• Aim of the task: Go through the data and copy each line where the word "return" shows up.

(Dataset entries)
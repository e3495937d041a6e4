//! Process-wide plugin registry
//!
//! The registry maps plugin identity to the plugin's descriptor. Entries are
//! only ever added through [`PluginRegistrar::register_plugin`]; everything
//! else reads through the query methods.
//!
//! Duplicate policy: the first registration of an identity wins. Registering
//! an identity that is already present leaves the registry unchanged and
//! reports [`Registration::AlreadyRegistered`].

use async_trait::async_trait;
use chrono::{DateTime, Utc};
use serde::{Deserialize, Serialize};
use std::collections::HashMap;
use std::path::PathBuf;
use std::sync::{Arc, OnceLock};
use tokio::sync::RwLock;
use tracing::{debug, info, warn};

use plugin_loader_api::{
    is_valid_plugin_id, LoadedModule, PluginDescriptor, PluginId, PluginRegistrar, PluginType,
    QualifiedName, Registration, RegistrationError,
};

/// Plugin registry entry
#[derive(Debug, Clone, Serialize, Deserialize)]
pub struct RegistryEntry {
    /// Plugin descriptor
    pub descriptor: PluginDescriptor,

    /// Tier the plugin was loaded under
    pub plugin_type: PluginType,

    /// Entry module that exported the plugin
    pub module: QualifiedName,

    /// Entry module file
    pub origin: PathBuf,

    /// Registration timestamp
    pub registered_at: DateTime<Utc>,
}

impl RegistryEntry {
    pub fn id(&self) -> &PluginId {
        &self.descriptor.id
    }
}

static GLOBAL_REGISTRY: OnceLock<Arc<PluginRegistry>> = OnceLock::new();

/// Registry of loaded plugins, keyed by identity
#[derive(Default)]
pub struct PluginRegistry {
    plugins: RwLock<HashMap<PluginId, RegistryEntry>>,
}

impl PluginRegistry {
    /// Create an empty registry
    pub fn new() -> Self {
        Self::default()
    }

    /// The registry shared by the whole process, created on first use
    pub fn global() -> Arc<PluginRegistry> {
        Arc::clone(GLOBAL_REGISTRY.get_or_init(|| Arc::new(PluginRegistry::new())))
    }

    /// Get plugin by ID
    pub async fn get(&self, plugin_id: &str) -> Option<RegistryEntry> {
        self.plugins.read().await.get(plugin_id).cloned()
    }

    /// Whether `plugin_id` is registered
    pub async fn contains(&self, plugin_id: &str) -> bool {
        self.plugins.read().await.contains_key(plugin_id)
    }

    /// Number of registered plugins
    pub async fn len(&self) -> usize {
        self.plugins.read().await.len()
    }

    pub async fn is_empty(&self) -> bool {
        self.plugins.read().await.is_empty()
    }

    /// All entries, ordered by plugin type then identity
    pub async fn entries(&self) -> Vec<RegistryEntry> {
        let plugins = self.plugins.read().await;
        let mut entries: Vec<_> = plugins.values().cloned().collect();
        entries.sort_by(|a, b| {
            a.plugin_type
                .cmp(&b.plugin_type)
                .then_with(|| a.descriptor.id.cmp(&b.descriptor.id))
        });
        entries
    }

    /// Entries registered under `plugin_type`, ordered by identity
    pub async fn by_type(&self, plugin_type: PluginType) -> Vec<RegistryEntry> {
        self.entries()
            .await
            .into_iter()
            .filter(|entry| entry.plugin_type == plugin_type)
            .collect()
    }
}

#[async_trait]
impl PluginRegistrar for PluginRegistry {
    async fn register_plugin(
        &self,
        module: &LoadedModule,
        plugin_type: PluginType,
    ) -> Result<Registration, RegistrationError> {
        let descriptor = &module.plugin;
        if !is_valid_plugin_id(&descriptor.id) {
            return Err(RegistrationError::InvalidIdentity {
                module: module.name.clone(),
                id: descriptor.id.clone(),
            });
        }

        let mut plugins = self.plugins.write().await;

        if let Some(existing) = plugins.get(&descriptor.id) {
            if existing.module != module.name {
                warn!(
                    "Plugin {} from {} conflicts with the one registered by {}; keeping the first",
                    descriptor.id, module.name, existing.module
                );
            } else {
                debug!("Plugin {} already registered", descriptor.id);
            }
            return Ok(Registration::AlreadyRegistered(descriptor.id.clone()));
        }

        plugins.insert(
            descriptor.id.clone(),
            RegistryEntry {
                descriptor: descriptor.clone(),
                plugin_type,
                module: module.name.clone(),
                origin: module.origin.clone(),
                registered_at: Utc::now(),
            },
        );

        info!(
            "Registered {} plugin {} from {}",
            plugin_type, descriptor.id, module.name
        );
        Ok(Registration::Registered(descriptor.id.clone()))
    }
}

==

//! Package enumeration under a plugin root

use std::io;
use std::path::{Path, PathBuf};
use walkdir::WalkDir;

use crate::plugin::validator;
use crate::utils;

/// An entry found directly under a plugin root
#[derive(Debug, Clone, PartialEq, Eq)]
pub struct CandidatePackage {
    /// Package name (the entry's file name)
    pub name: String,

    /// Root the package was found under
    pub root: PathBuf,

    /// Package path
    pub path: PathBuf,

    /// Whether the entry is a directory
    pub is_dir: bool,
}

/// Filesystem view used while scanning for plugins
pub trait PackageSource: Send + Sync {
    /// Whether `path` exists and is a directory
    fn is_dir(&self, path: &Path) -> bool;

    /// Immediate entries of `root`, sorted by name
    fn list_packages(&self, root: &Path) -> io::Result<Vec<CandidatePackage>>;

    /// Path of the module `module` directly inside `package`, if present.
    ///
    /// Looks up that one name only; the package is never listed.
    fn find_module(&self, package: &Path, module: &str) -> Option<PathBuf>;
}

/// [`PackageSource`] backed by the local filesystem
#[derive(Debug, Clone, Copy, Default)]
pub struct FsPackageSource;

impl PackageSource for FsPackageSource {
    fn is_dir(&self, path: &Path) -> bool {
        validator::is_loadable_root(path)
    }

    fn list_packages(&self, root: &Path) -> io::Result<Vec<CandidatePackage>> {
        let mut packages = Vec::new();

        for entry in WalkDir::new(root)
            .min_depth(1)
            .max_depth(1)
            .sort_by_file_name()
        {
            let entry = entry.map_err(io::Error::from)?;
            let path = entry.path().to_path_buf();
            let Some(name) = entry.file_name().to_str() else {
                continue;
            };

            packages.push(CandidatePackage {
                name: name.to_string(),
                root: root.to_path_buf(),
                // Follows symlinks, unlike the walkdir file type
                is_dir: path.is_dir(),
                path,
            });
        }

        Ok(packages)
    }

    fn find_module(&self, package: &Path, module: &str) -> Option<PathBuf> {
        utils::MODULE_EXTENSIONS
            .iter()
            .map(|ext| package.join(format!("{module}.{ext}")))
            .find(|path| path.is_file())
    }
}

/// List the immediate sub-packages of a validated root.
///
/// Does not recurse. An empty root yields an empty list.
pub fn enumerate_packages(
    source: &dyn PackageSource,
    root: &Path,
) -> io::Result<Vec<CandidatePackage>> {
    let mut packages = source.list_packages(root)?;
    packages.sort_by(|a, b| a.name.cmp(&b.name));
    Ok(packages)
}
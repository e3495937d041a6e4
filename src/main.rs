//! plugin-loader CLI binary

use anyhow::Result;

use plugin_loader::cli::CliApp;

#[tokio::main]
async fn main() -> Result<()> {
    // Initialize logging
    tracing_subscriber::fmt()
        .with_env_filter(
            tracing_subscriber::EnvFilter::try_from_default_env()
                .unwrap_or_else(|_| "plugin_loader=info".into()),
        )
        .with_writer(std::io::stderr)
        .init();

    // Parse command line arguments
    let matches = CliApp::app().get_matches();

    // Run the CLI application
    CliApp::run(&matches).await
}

• Solution:
            return Err(RegistrationError::InvalidIdentity {
            return Ok(Registration::AlreadyRegistered(descriptor.id.clone()));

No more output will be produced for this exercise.